Classification of proteins
1-
Simple proteins
on hydrolysis, simple proteins yield amino acids only.
2-
Conjugated proteins
On hydrolysis they yield amino acids & a non protein part (prosthetic group)
3- Derived
proteins
They are decomposition products of proteins
Simple proteins (examples)
On hydrolysis, simple proteins yield amino acids only.
Albumin & globulins
- available in milk and egg (of high nutritional value)
- In blood they are two of the plasma proteins.
Histones
- a basic protein as it is rich in histidine.
- available with nucleic acids in chromosomes and in the globin part of hemoglobin.
Scleroproteins
They are the most resistant proteins.
They form the protective and supportive proteins of the body
include:
1-Collagen in tendons, cartilage, bones and connective tissue.

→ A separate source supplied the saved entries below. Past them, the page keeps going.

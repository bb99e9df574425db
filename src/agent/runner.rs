//! Agent runner with tool calling loop.

use super::model::{ChatModel, ModelReply};
use super::tools::ToolRegistry;
use crate::error::{PdfQuizError, Result};
use async_openai::types::{
    ChatCompletionMessageToolCall, ChatCompletionRequestAssistantMessageArgs,
    ChatCompletionRequestMessage, ChatCompletionRequestSystemMessageArgs,
    ChatCompletionRequestToolMessageArgs, ChatCompletionRequestUserMessageArgs,
};
use std::sync::Arc;
use tracing::{debug, info, instrument};

/// Default bound on model round-trips for one run.
pub const DEFAULT_MAX_ITERATIONS: usize = 10;

/// What a model reply asks the agent to do next.
enum Step {
    /// The model answered; the run is over.
    Finish(Option<String>),
    /// The model wants these tools run before it answers.
    CallTools(Vec<ChatCompletionMessageToolCall>),
}

impl From<ModelReply> for Step {
    fn from(reply: ModelReply) -> Self {
        if reply.tool_calls.is_empty() {
            Step::Finish(reply.content)
        } else {
            Step::CallTools(reply.tool_calls)
        }
    }
}

/// Agent that lets a chat model pick and run tools before answering.
pub struct Agent {
    model: Arc<dyn ChatModel>,
    tools: ToolRegistry,
    max_iterations: usize,
    system_prompt: String,
}

impl Agent {
    /// Create a new agent over `model` with the given tools and instructions.
    pub fn new(model: Arc<dyn ChatModel>, tools: ToolRegistry, system_prompt: &str) -> Self {
        Self {
            model,
            tools,
            max_iterations: DEFAULT_MAX_ITERATIONS,
            system_prompt: system_prompt.to_string(),
        }
    }

    /// Set maximum iterations for the agent loop.
    pub fn with_max_iterations(mut self, max: usize) -> Self {
        self.max_iterations = max;
        self
    }

    /// Run the agent with a user task.
    #[instrument(skip(self, task), fields(model = %self.model.model_name()))]
    pub async fn run(&self, task: &str) -> Result<AgentResponse> {
        let mut messages: Vec<ChatCompletionRequestMessage> = vec![
            ChatCompletionRequestSystemMessageArgs::default()
                .content(self.system_prompt.clone())
                .build()
                .map_err(|e| PdfQuizError::Agent(e.to_string()))?
                .into(),
            ChatCompletionRequestUserMessageArgs::default()
                .content(task.to_string())
                .build()
                .map_err(|e| PdfQuizError::Agent(e.to_string()))?
                .into(),
        ];

        let definitions = self.tools.definitions();
        let mut iterations = 0;
        let mut tool_calls_made = Vec::new();

        loop {
            iterations += 1;
            if iterations > self.max_iterations {
                return Err(PdfQuizError::Agent(format!(
                    "Agent exceeded maximum iterations ({})",
                    self.max_iterations
                )));
            }

            debug!("Agent iteration {}", iterations);

            let reply = self.model.complete(&messages, &definitions).await?;

            match Step::from(reply) {
                Step::Finish(content) => {
                    return Ok(AgentResponse {
                        content: content.unwrap_or_default(),
                        tool_calls: tool_calls_made,
                        iterations,
                    });
                }
                Step::CallTools(tool_calls) => {
                    let assistant_msg = ChatCompletionRequestAssistantMessageArgs::default()
                        .tool_calls(tool_calls.clone())
                        .build()
                        .map_err(|e| PdfQuizError::Agent(e.to_string()))?;
                    messages.push(assistant_msg.into());

                    for tool_call in &tool_calls {
                        let record = self.execute_tool_call(tool_call).await;

                        let tool_msg = ChatCompletionRequestToolMessageArgs::default()
                            .tool_call_id(&tool_call.id)
                            .content(record.result.clone())
                            .build()
                            .map_err(|e| PdfQuizError::Agent(e.to_string()))?;
                        messages.push(tool_msg.into());

                        tool_calls_made.push(record);
                    }
                }
            }
        }
    }

    /// Execute a single tool call and return a record of it.
    ///
    /// Failures become the tool result so the model can react to them.
    async fn execute_tool_call(&self, tool_call: &ChatCompletionMessageToolCall) -> ToolCallRecord {
        let name = &tool_call.function.name;
        let arguments = &tool_call.function.arguments;

        info!("Agent calling tool: {} with args: {}", name, arguments);

        let result = match self.tools.invoke(name, arguments).await {
            Ok(output) => output,
            Err(e) => format!("Tool error: {}", e),
        };

        ToolCallRecord {
            name: name.clone(),
            arguments: arguments.clone(),
            result,
        }
    }
}

/// Response from an agent run.
#[derive(Debug)]
pub struct AgentResponse {
    /// The final response content from the agent.
    pub content: String,
    /// Record of all tool calls made during execution.
    pub tool_calls: Vec<ToolCallRecord>,
    /// Number of iterations (LLM calls) used.
    pub iterations: usize,
}

/// Record of a tool call made by the agent.
#[derive(Debug, Clone)]
pub struct ToolCallRecord {
    /// Name of the tool called.
    pub name: String,
    /// JSON arguments passed to the tool.
    pub arguments: String,
    /// Result returned by the tool.
    pub result: String,
}

impl std::fmt::Display for ToolCallRecord {
    fn fmt(&self, f: &mut std::fmt::Formatter<'_>) -> std::fmt::Result {
        write!(f, "{}({})", self.name, self.arguments)
    }
}

#[cfg(test)]
pub(crate) mod tests {
    use super::*;
    use crate::agent::tools::tests::FixedExtractor;
    use crate::agent::tools::EXTRACTION_FAILED;
    use async_openai::types::{ChatCompletionTool, ChatCompletionToolType, FunctionCall};
    use async_trait::async_trait;
    use std::collections::VecDeque;
    use std::sync::Mutex;

    /// Model that replays scripted replies and records what it was sent.
    pub(crate) struct ScriptedModel {
        replies: Mutex<VecDeque<Result<ModelReply>>>,
        pub seen: Mutex<Vec<Vec<ChatCompletionRequestMessage>>>,
    }

    impl ScriptedModel {
        pub(crate) fn new(replies: Vec<Result<ModelReply>>) -> Arc<Self> {
            Arc::new(Self {
                replies: Mutex::new(replies.into()),
                seen: Mutex::new(Vec::new()),
            })
        }
    }

    #[async_trait]
    impl ChatModel for ScriptedModel {
        async fn complete(
            &self,
            messages: &[ChatCompletionRequestMessage],
            _tools: &[ChatCompletionTool],
        ) -> Result<ModelReply> {
            self.seen.lock().unwrap().push(messages.to_vec());
            self.replies
                .lock()
                .unwrap()
                .pop_front()
                .unwrap_or_else(|| Ok(text_reply("out of script")))
        }

        fn model_name(&self) -> &str {
            "scripted"
        }
    }

    pub(crate) fn text_reply(text: &str) -> ModelReply {
        ModelReply {
            content: Some(text.to_string()),
            tool_calls: Vec::new(),
        }
    }

    pub(crate) fn tool_reply(name: &str, arguments: &str) -> ModelReply {
        ModelReply {
            content: None,
            tool_calls: vec![ChatCompletionMessageToolCall {
                id: format!("call_{}", name),
                r#type: ChatCompletionToolType::Function,
                function: FunctionCall {
                    name: name.to_string(),
                    arguments: arguments.to_string(),
                },
            }],
        }
    }

    fn agent(model: Arc<ScriptedModel>, text: &str) -> Agent {
        Agent::new(model, ToolRegistry::pdf_tools(FixedExtractor::new(text)), "be helpful")
    }

    #[test]
    fn test_tool_call_record_display() {
        let record = ToolCallRecord {
            name: "create_quiz".to_string(),
            arguments: r#"{"file_path": "a.pdf"}"#.to_string(),
            result: "[]".to_string(),
        };
        assert_eq!(format!("{}", record), r#"create_quiz({"file_path": "a.pdf"})"#);
    }

    #[tokio::test]
    async fn test_direct_answer() {
        let model = ScriptedModel::new(vec![Ok(text_reply("Hello"))]);
        let response = agent(model.clone(), "doc").run("hi").await.unwrap();
        assert_eq!(response.content, "Hello");
        assert!(response.tool_calls.is_empty());
        assert_eq!(response.iterations, 1);
        assert_eq!(model.seen.lock().unwrap()[0].len(), 2);
    }

    #[tokio::test]
    async fn test_tool_result_is_fed_back() {
        let model = ScriptedModel::new(vec![
            Ok(tool_reply("summarize_pdf", r#"{"file_path": "doc.pdf"}"#)),
            Ok(text_reply("The document says: doc text")),
        ]);
        let response = agent(model.clone(), "doc text").run("summarize").await.unwrap();

        assert_eq!(response.content, "The document says: doc text");
        assert_eq!(response.iterations, 2);
        assert_eq!(response.tool_calls.len(), 1);
        assert_eq!(response.tool_calls[0].name, "summarize_pdf");
        assert_eq!(response.tool_calls[0].result, "doc text");

        // system, user, assistant tool call, tool result
        let seen = model.seen.lock().unwrap();
        assert_eq!(seen[1].len(), 4);
        assert!(matches!(seen[1][3], ChatCompletionRequestMessage::Tool(_)));
    }

    #[tokio::test]
    async fn test_tool_failures_are_reported_to_model() {
        let model = ScriptedModel::new(vec![
            Ok(tool_reply("make_slides", "{}")),
            Ok(tool_reply("create_quiz", "{not json")),
            Ok(text_reply("sorry")),
        ]);
        let response = agent(model, "doc").run("quiz").await.unwrap();

        assert_eq!(response.content, "sorry");
        assert!(response.tool_calls[0].result.starts_with("Tool error: Agent error: Unknown tool"));
        assert!(response.tool_calls[1].result.contains("Invalid tool arguments"));
    }

    #[tokio::test]
    async fn test_empty_extraction_flows_through() {
        let model = ScriptedModel::new(vec![
            Ok(tool_reply("create_quiz", r#"{"file_path": "x.pdf"}"#)),
            Ok(text_reply("done")),
        ]);
        let response = agent(model, "").run("quiz").await.unwrap();
        assert!(response.tool_calls[0].result.contains(EXTRACTION_FAILED));
    }

    #[tokio::test]
    async fn test_model_error_propagates() {
        let model = ScriptedModel::new(vec![Err(PdfQuizError::OpenAI("401 Unauthorized".to_string()))]);
        let err = agent(model, "doc").run("summarize").await.unwrap_err();
        assert!(matches!(err, PdfQuizError::OpenAI(_)));
    }

    #[tokio::test]
    async fn test_iteration_limit() {
        let replies = (0..5)
            .map(|_| Ok(tool_reply("summarize_pdf", r#"{"file_path": "a.pdf"}"#)))
            .collect();
        let model = ScriptedModel::new(replies);
        let err = agent(model, "doc")
            .with_max_iterations(3)
            .run("loop forever")
            .await
            .unwrap_err();
        assert!(err.to_string().contains("maximum iterations (3)"));
    }

    #[tokio::test]
    async fn test_missing_content_is_empty() {
        let model = ScriptedModel::new(vec![Ok(ModelReply::default())]);
        let response = agent(model, "doc").run("anything").await.unwrap();
        assert_eq!(response.content, "");
    }
}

2- Elastin in elastic fibers in lung and big arteries
3- Reticulin in reticular connective tissues of liver, spleen and kidney
4- Keratin in hair, nails and skin
Conjugated proteins (examples)
These proteins on hydrolysis give amino acids and non protein parts called the prosthetic groups
Phosphoproteins
Proteins that are combinedwith phosphoric acid
Example: caseinogen of milk
Glycoprotein
They consists of proteins + mucopolysaccharides (carbohydrates)
They occur in mucous secretions, cartilage, bone & connective tissues.
Examples: Cholndroitin sulphate, Mucoitin sulphate & heparin
Chromoproteins
As hemoglobin in blood and myoglobin of muscles
Hemoglobin & myoglobin are composed of protein part (globin) & non protein part (heme).
Lipoproteins
Lipoproteins are conjugated proteins containing proteins & lipids.
Plasma lipoproteins transport lipids in blood.
Nucleoproteins
They are composed of basic proteins as histones and nucleic acid (DNA of chromosomes).